Già il 30 novembre 2016 San Marino e Svizzera avevano firmato la dichiarazione congiunta concernente lo scambio reciproco di informazioni ai fini fiscali, con l’obiettivo di raccogliere dati secondo lo standard globale dal 2018 per iniziare lo scambio nel 2019, appunto.

Di questi giorni, come riporta la rivista telematica dell’Agenzia delle entrate italiana, Nuovo Fisco Oggi, è la prosecuzione dell’iter di quella firma, con il Consiglio federale elvetico che ha trasmesso il progetto relativo al Parlamento. I progetti, su cui il Consiglio federale si è espresso al termine di una procedura di consultazione, sono stati trasmessi al Parlamento nei giorni scorsi e riguardano l’attivazione dello scambio automatico di informazioni con ogni Stato o territorio e il ricorso a specifici decreti federali.

Il punto di riferimento giuridico dello scambio delle informazioni è l’accordo multilaterale tra autorità competenti, in sigla conosciuto con il termine di accordo SAI, scambio automatico di informazioni, appuinto. “L’accordo – spiega Nuovo fisco oggi – applica lo standard globale Ocse e si basa sull’articolo 6 della Convenzione del Consiglio d’Europa e dell’Ocse che disciplina l’assistenza amministrativa tra gli Stati. La Confederazione ha aderito a questa Convenzione il 15 ottobre 2013. Nel 2015 l’accordo SAI e la legge federale del 18 dicembre 2015 sullo scambio automatico internazionale di informazioni a fini fiscali (LSAI) sono stati approvati dall’Assemblea federale. Lo standard riguarda le persone fisiche e quelle giuridiche e tra le informazioni oggetto di scambio vi sono indirizzo e data di nascita dei contribuenti residenti all’estero che detengono un conto in un Paese diverso da quello in cui risiedono, il numero di conto, i redditi di capitale, il saldo del conto ecc…”

A essere interessati dallo scambio informazioni, si diceva, sono quarantuno Stati. Tra i primi 21 che fanno riferimento alla prima procedura di consultazione che, conclusa il 15 marzo di quest’anno e coinvolge Stati e territori a partire dal 2018-2019, figura anche San Marino. Ci sono alcuni Stati membri del G20 (Argentina, Brasile, India, Messico, Sudafrica), dell’Ocse (Cile, Israele, Nuova Zelanda), alcuni Stati europei che intrattengono relazioni con l’Unione europea (Andorra, Isole Faroer, Groenlandia, Monaco, San Marino), alcuni Stati e territori con piazze finanziarie di importanza settoriale o regionale (Barbados, Bermuda, Isole Vergini Britanniche, Isole Cayman, Maurizio, Seychelles, Isole Turks e Caicos, Uruguay).

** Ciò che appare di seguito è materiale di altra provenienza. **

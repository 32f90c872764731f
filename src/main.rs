use std::sync::Arc;

use anyhow::Context;
use tower::ServiceBuilder;
use tower_http::{cors::CorsLayer, trace::TraceLayer};
use tracing_subscriber::{layer::SubscriberExt, util::SubscriberInitExt, EnvFilter};

use reelshelf_api::{
    config::{Config, StoreBackend},
    db::{create_redis_client, Cache, CacheWriterHandle, MemoryUserStore, RedisUserStore, UserStore},
    middleware::{make_span_with_request_id, request_id_middleware},
    routes::{create_router, AppState, RecommendationSettings},
    services::{HttpRecommendationModel, MetadataProvider, RecommendationModel, TmdbProvider},
};

#[tokio::main]
async fn main() -> anyhow::Result<()> {
    tracing_subscriber::registry()
        .with(EnvFilter::try_from_default_env().unwrap_or_else(|_| "info,tower_http=info".into()))
        .with(tracing_subscriber::fmt::layer())
        .init();

    let config = Config::from_env()?;

    let (store, cache, cache_handle) = init_store(&config).await?;
    tracing::info!(backend = store.name(), cache = cache.is_enabled(), "Document store ready");

    let metadata: Arc<dyn MetadataProvider> = Arc::new(TmdbProvider::new(
        cache,
        config.tmdb_api_key.clone(),
        config.tmdb_api_url.clone(),
        config.image_base_url.clone(),
        config.http_timeout(),
    )?);

    let model: Option<Arc<dyn RecommendationModel>> = match &config.ml_api_url {
        Some(url) => {
            let model = HttpRecommendationModel::new(url.clone(), config.http_timeout())?;
            tracing::info!(endpoint = %model.endpoint(), "Remote recommendation model enabled");
            Some(Arc::new(model) as Arc<dyn RecommendationModel>)
        }
        None => {
            tracing::info!("ML_API_URL not set, serving content-based recommendations only");
            None
        }
    };

    let state = AppState::new(store, metadata, model, RecommendationSettings::from(&config));

    let app = create_router(state).layer(
        ServiceBuilder::new()
            .layer(axum::middleware::from_fn(request_id_middleware))
            .layer(TraceLayer::new_for_http().make_span_with(make_span_with_request_id))
            .layer(CorsLayer::permissive()),
    );

    let addr = config.bind_addr();
    let listener = tokio::net::TcpListener::bind(&addr)
        .await
        .with_context(|| format!("Failed to bind {}", addr))?;
    tracing::info!("Server running on http://{}", addr);

    axum::serve(listener, app)
        .with_graceful_shutdown(shutdown_signal())
        .await?;

    if let Some(handle) = cache_handle {
        handle.shutdown().await;
    }

    tracing::info!("Server stopped");
    Ok(())
}

/// Redis backs both the document store and the metadata cache; the memory
/// backend runs with the cache disabled
async fn init_store(
    config: &Config,
) -> anyhow::Result<(Arc<dyn UserStore>, Cache, Option<CacheWriterHandle>)> {
    match config.store_backend {
        StoreBackend::Redis => {
            let client = create_redis_client(&config.redis_url)?;
            let store = RedisUserStore::connect(client.clone())
                .await
                .context("Failed to connect to Redis")?;
            let (cache, handle) = Cache::new(client);
            Ok((Arc::new(store), cache, Some(handle)))
        }
        StoreBackend::Memory => {
            tracing::warn!("Using in-memory store, data is lost on restart");
            Ok((Arc::new(MemoryUserStore::new()), Cache::disabled(), None))
        }
    }
}

async fn shutdown_signal() {
    if let Err(e) = tokio::signal::ctrl_c().await {
        tracing::error!(error = %e, "Failed to listen for shutdown signal");
    }
    tracing::info!("Shutdown signal received");
}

Lo scambio automatico di informazioni automatico con la Svizzera assume per San Marino una importanza di rilievo non secondario. Questo, oltre che in ambito di collaborazione internazionale, in vista di quello che è stato definito una sorta di “scudo fiscale sammarinese”, approvato a inizio agosto nell’assestamento di bilancio. L’articolo 14 Quater, infatti, prevede “Misure finalizzate all’emersione e al rimpatrio di attività finanziarie e patrimoniali”, e introduce, appunto, una sorta di scudo fiscale sammarinese prevedendo l’emissione del relativo decreto entro il 31 ottobre 2017 per favorire il rientro di capitali all’estero non dichiarati.